On the one hand, the IRS had already processed 100 million 2020 returns and issued 73 million refunds, with an average amount of $2,873, as of April 16.

“The IRS website says that normal processing time for an electronically filed return is 21 days, but in reality, millions of taxpayers receive their refunds even quicker — sometimes within a week, sometimes in days,” Collins reported in her blog.

And approximately 161 million stimulus payments have been disbursed with a total value of more than $379 billion — $3.4 billion issued this past week alone, the IRS and Treasury Department said in their latest update on the third round of the payments.

On the other hand, plenty of other people are deeply frustrated by the delay in getting their returns processed, refunds issued or questions answered.

“I along with my tax accountant have been chasing my 2019 amended return since July 7, 2020, to no avail,” one reader wrote. “I have checked online and by telephone during this time. No one answers the phone.”

The IRS has said it’s reviewing returns to look for discrepancies concerning the “recovery rebate credit.” Technically, the stimulus payments are an advance of credit. If a filer has made a mistake in calculating the credit, the agency will fix the error. But any inconsistencies between the IRS’s records and a taxpayer return requires a manual review.

Adding to the chaos is the need for the IRS to validate the 2019 income that many taxpayers used to figure out their earned-income tax credit. One of the biggest tax breaks for working people, the EITC helps low-to-moderate-income workers and families reduce their taxes and can result in a refund. Working families with three or more qualifying children could be eligible for up to $6,660. Workers without a qualifying child could receive up to $538.

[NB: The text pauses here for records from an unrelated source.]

//! Protocol codec
//!
//! Reads and writes requests and responses on a `BinaryStream`. Writers only
//! buffer; callers flush once per request or response batch.

use std::io::{Read, Write};

use super::{Request, RequestType, Response, END, ERROR, MAX_FILTER_POINTS, MAX_MESSAGE_LEN, RECORD};
use crate::error::{ArchiveError, Result};
use crate::network::BinaryStream;
use crate::types::{Key, Value};

// =============================================================================
// Requests
// =============================================================================

pub fn write_request<S: Read + Write>(stream: &mut BinaryStream<S>, request: &Request) {
    stream.write_u8(request.request_type() as u8);
    match request {
        Request::Scan {
            stream: id,
            start,
            end,
            points,
        } => {
            stream.write_u32(*id);
            write_key(stream, start);
            write_key(stream, end);
            stream.write_varint(points.len() as u64);
            for point in points {
                stream.write_varint(*point);
            }
        }
        Request::Ping => {}
        Request::Get { stream: id, key } => {
            stream.write_u32(*id);
            write_key(stream, key);
        }
    }
}

/// Read the next request; `None` when the peer closed between requests
pub fn read_request<S: Read + Write>(stream: &mut BinaryStream<S>) -> Result<Option<Request>> {
    if stream.at_end()? {
        return Ok(None);
    }

    let op = stream.read_u8()?;
    let request = match RequestType::from_u8(op) {
        Some(RequestType::Scan) => {
            let id = stream.read_u32()?;
            let start = read_key(stream)?;
            let end = read_key(stream)?;
            let count = stream.read_varint()?;
            if count > MAX_FILTER_POINTS {
                return Err(ArchiveError::Protocol(format!(
                    "scan filter of {} points exceeds limit of {}",
                    count, MAX_FILTER_POINTS
                )));
            }
            let points = (0..count)
                .map(|_| stream.read_varint())
                .collect::<Result<Vec<_>>>()?;
            Request::Scan {
                stream: id,
                start,
                end,
                points,
            }
        }
        Some(RequestType::Ping) => Request::Ping,
        Some(RequestType::Get) => {
            let id = stream.read_u32()?;
            let key = read_key(stream)?;
            Request::Get { stream: id, key }
        }
        None => {
            return Err(ArchiveError::Protocol(format!(
                "unknown request type: 0x{:02x}",
                op
            )))
        }
    };
    Ok(Some(request))
}

// =============================================================================
// Responses
// =============================================================================

pub fn write_response<S: Read + Write>(stream: &mut BinaryStream<S>, response: &Response) {
    match response {
        Response::Record(key, value) => {
            stream.write_u8(RECORD);
            write_key(stream, key);
            write_value(stream, value);
        }
        Response::End => stream.write_u8(END),
        Response::Error(message) => {
            let bytes = message.as_bytes();
            let len = bytes.len().min(MAX_MESSAGE_LEN as usize);
            stream.write_u8(ERROR);
            stream.write_varint(len as u64);
            stream.write_bytes(&bytes[..len]);
        }
    }
}

pub fn read_response<S: Read + Write>(stream: &mut BinaryStream<S>) -> Result<Response> {
    match stream.read_u8()? {
        RECORD => {
            let key = read_key(stream)?;
            let value = read_value(stream)?;
            Ok(Response::Record(key, value))
        }
        END => Ok(Response::End),
        ERROR => {
            let len = stream.read_varint()?;
            if len > MAX_MESSAGE_LEN {
                return Err(ArchiveError::Protocol(format!(
                    "error message of {} bytes exceeds limit",
                    len
                )));
            }
            let bytes = stream.read_bytes(len as usize)?;
            Ok(Response::Error(String::from_utf8_lossy(&bytes).into_owned()))
        }
        other => Err(ArchiveError::Protocol(format!(
            "unknown response marker: 0x{:02x}",
            other
        ))),
    }
}

// =============================================================================
// Fields
// =============================================================================

fn write_key<S: Read + Write>(stream: &mut BinaryStream<S>, key: &Key) {
    stream.write_varint(key.timestamp);
    stream.write_varint(key.point_id);
}

fn read_key<S: Read + Write>(stream: &mut BinaryStream<S>) -> Result<Key> {
    Ok(Key::new(stream.read_varint()?, stream.read_varint()?))
}

fn write_value<S: Read + Write>(stream: &mut BinaryStream<S>, value: &Value) {
    stream.write_varint(value.value);
    stream.write_varint(value.flags);
}

fn read_value<S: Read + Write>(stream: &mut BinaryStream<S>) -> Result<Value> {
    Ok(Value::new(stream.read_varint()?, stream.read_varint()?))
}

To claim the EITC, you have to have earned income. This became an issue for the millions of people who lost their jobs because of the pandemic last year. To address this situation, the Taxpayer Certainty and Disaster Tax Relief Act of 2020, signed into law late last year, expandedeligibility for the EITC, allowing people to use their 2019 earned income.

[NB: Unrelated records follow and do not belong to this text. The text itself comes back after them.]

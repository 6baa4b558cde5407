//! Page Store Module
//!
//! Fixed-size, position-addressed block I/O against one backing medium.
//!
//! ## Contract
//! - `write_page` of a single page is assumed atomic; multi-page writes are not
//! - `allocate` reserves a location past everything handed out so far
//! - `flush` returns only once every prior write is durable
//!
//! Page 0 and page 1 are reserved for the archive header slots.

mod file;
mod memory;

use crate::error::Result;
use crate::types::PageId;

pub use file::FilePageStore;
pub use memory::MemoryPageStore;

/// Pages reserved at the start of every archive (two header slots)
pub const RESERVED_PAGES: u64 = 2;

/// Raw page I/O the archive core is built on
pub trait PageStore: Send + Sync {
    /// Fixed size of every page in bytes
    fn page_size(&self) -> usize;

    /// Read the full page at `page`
    fn read_page(&self, page: PageId) -> Result<Vec<u8>>;

    /// Write `data` (at most one page; shorter input is zero-padded)
    fn write_page(&self, page: PageId, data: &[u8]) -> Result<()>;

    /// Reserve a never-used page location
    fn allocate(&self) -> Result<PageId>;

    /// Locations handed out or present so far; `allocate` never returns less
    fn page_count(&self) -> u64;

    /// Make every preceding write durable
    fn flush(&self) -> Result<()>;

    fn is_read_only(&self) -> bool;
}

“If you look at the reasons that a lot of these returns are being pulled, it really impacts, unfortunately, lower-income taxpayers,” Collins said. “That’s a percentage of the population who do not need to have their refunds delayed.”

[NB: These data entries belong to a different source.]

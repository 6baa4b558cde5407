//! Forward-only cursors over a sorted tree.

use super::leaf::LeafReader;
use super::{PageSource, PointFilter, SortedTree};
use crate::error::Result;
use crate::types::{Key, Value};

/// Single-pass cursor. Call `seek_to_key` to (re)position, then `read`
/// until it yields `None`.
pub struct TreeScanner<'a> {
    tree: &'a SortedTree,
    pages: &'a dyn PageSource,
    filter: Option<&'a dyn PointFilter>,
    lower: Key,
    upper: Option<Key>,
    next_leaf: usize,
    current: Option<LeafReader>,
    pages_skipped: usize,
}

impl<'a> TreeScanner<'a> {
    pub(crate) fn new(
        tree: &'a SortedTree,
        pages: &'a dyn PageSource,
        filter: Option<&'a dyn PointFilter>,
    ) -> Self {
        Self {
            tree,
            pages,
            filter,
            lower: Key::MIN,
            upper: None,
            // Unpositioned until the first seek
            next_leaf: tree.leaves().len(),
            current: None,
            pages_skipped: 0,
        }
    }

    /// Position at the first entry with key >= `key`
    pub fn seek_to_key(&mut self, key: Key) {
        self.lower = key;
        self.upper = None;
        self.next_leaf = self.tree.first_leaf_ending_at_or_after(&key);
        self.current = None;
    }

    /// Position at `start` and stop before `end` (exclusive)
    pub fn seek_range(&mut self, start: Key, end: Key) {
        self.seek_to_key(start);
        self.upper = Some(end);
    }

    /// Yield the next in-order entry, or `None` at end of sequence
    pub fn read(&mut self) -> Result<Option<(Key, Value)>> {
        loop {
            if let Some(reader) = self.current.as_mut() {
                match reader.next_entry()? {
                    Some((key, value)) => {
                        if key < self.lower {
                            continue;
                        }
                        if self.upper.is_some_and(|upper| key >= upper) {
                            self.finish();
                            return Ok(None);
                        }
                        if self.filter.is_some_and(|f| !f.contains(&key)) {
                            continue;
                        }
                        return Ok(Some((key, value)));
                    }
                    None => self.current = None,
                }
            }

            let leaves = self.tree.leaves();
            let Some(leaf) = leaves.get(self.next_leaf) else {
                return Ok(None);
            };
            self.next_leaf += 1;

            if self.upper.is_some_and(|upper| leaf.first >= upper) {
                self.finish();
                return Ok(None);
            }
            if let Some(filter) = self.filter {
                if filter.page_cannot_contain_points(&leaf.lower_bound(), &leaf.upper_bound()) {
                    self.pages_skipped += 1;
                    continue;
                }
            }

            let image = self.pages.load_page(leaf.page)?;
            self.current = Some(LeafReader::open(
                image,
                self.tree.key_encoding(),
                self.tree.value_encoding(),
            )?);
        }
    }

    /// Leaves skipped by the filter's page test so far
    pub fn pages_skipped(&self) -> usize {
        self.pages_skipped
    }

    fn finish(&mut self) {
        self.current = None;
        self.next_leaf = self.tree.leaves().len();
    }
}

/// `[start, end)` scan as an iterator. Stops after the first error.
pub struct RangeScan<'a> {
    scanner: TreeScanner<'a>,
    failed: bool,
}

impl<'a> RangeScan<'a> {
    pub(crate) fn new(mut scanner: TreeScanner<'a>, start: Key, end: Key) -> Self {
        scanner.seek_range(start, end);
        Self { scanner, failed: false }
    }

    pub fn pages_skipped(&self) -> usize {
        self.scanner.pages_skipped()
    }
}

impl Iterator for RangeScan<'_> {
    type Item = Result<(Key, Value)>;

    fn next(&mut self) -> Option<Self::Item> {
        if self.failed {
            return None;
        }
        match self.scanner.read() {
            Ok(entry) => entry.map(Ok),
            Err(e) => {
                self.failed = true;
                Some(Err(e))
            }
        }
    }
}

Returns that are being pulled to correct the recovery rebate credit for the stimulus payment or to verify the 2019 income for the EITC are sent to the IRS’s Error Resolution System unit, where the forms wait in “suspense” until reviewed by an agency employee. And here’s why calls to the IRS aren’t fruitful: The IRS system isn’t programmed to indicate why a return is in limbo.

As of the week ending April 9, more than 8 million individual 1040 returns were in suspense status because of the recovery rebate credit or EITC income review, Collins said. The backlog also includes 5.3 million individual 2019 and 2020 paper returns; 4.7 million individual returns with processing errors or fraud identification issues requiring responses from taxpayers; and 11 million business and other returns.

Collins doesn’t fault the IRS for all the delays. But she rightfully slams the agency for not providing taxpayers with more information about why their returns and/or refunds are held up.

“People would ratherknow the bad information so they can figure out how to deal with it,” she said. “If you’re sitting there every day waiting for that check or that deposit, it’s got to be incredibly frustrating. And then you think: ‘What did I do wrong? What’s wrong with my return?’ And then people will think: ‘Should I file another one? Did they not receive it? What’s going on?’ The unknown creates more kind of stress.”

One taxpayer from Nashville is waiting on more than $16,000 in refunds from his and his wife’s 2019 and 2020 joint returns, largely because of claiming the recovery rebate credit. He’s tried numerous times to get an answer by calling the 1040 telephone line. He says he checks “Where’s My Refund” at irs.gov several times a day.

“I understand why there’s a delay with covid,” the taxpayer said in an interview. “I just don’t understand why I can’t get any information.”